> **ASSIGNMENT**
Copy each line from the data that has the word "derive" in it.

=== SOURCE DATA ===

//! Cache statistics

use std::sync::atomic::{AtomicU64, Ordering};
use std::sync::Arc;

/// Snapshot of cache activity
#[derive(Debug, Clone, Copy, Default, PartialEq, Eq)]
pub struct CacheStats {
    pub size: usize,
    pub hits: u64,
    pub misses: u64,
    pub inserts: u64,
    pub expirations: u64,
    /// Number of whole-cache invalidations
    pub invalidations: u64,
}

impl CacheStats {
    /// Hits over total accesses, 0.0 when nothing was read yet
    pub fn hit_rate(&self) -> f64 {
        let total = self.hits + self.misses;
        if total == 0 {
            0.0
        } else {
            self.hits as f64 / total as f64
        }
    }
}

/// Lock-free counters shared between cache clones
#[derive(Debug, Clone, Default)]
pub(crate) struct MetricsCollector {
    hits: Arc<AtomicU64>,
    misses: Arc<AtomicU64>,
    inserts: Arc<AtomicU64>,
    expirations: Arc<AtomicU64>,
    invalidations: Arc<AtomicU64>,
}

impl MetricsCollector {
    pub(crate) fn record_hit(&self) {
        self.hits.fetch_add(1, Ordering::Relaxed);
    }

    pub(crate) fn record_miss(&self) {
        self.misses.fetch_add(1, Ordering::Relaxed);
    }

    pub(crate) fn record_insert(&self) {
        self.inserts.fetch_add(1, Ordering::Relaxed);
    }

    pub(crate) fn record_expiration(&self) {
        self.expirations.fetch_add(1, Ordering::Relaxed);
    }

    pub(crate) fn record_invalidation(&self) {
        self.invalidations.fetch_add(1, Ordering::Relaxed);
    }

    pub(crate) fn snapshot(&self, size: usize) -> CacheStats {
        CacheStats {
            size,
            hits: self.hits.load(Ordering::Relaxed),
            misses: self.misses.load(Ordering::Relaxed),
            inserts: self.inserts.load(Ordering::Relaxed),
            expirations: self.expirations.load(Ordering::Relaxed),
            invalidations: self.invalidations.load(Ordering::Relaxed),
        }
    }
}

===

> **EXERCISE RESPONSE**
#[derive(Debug, Clone, Copy, Default, PartialEq, Eq)]
#[derive(Debug, Clone, Default)]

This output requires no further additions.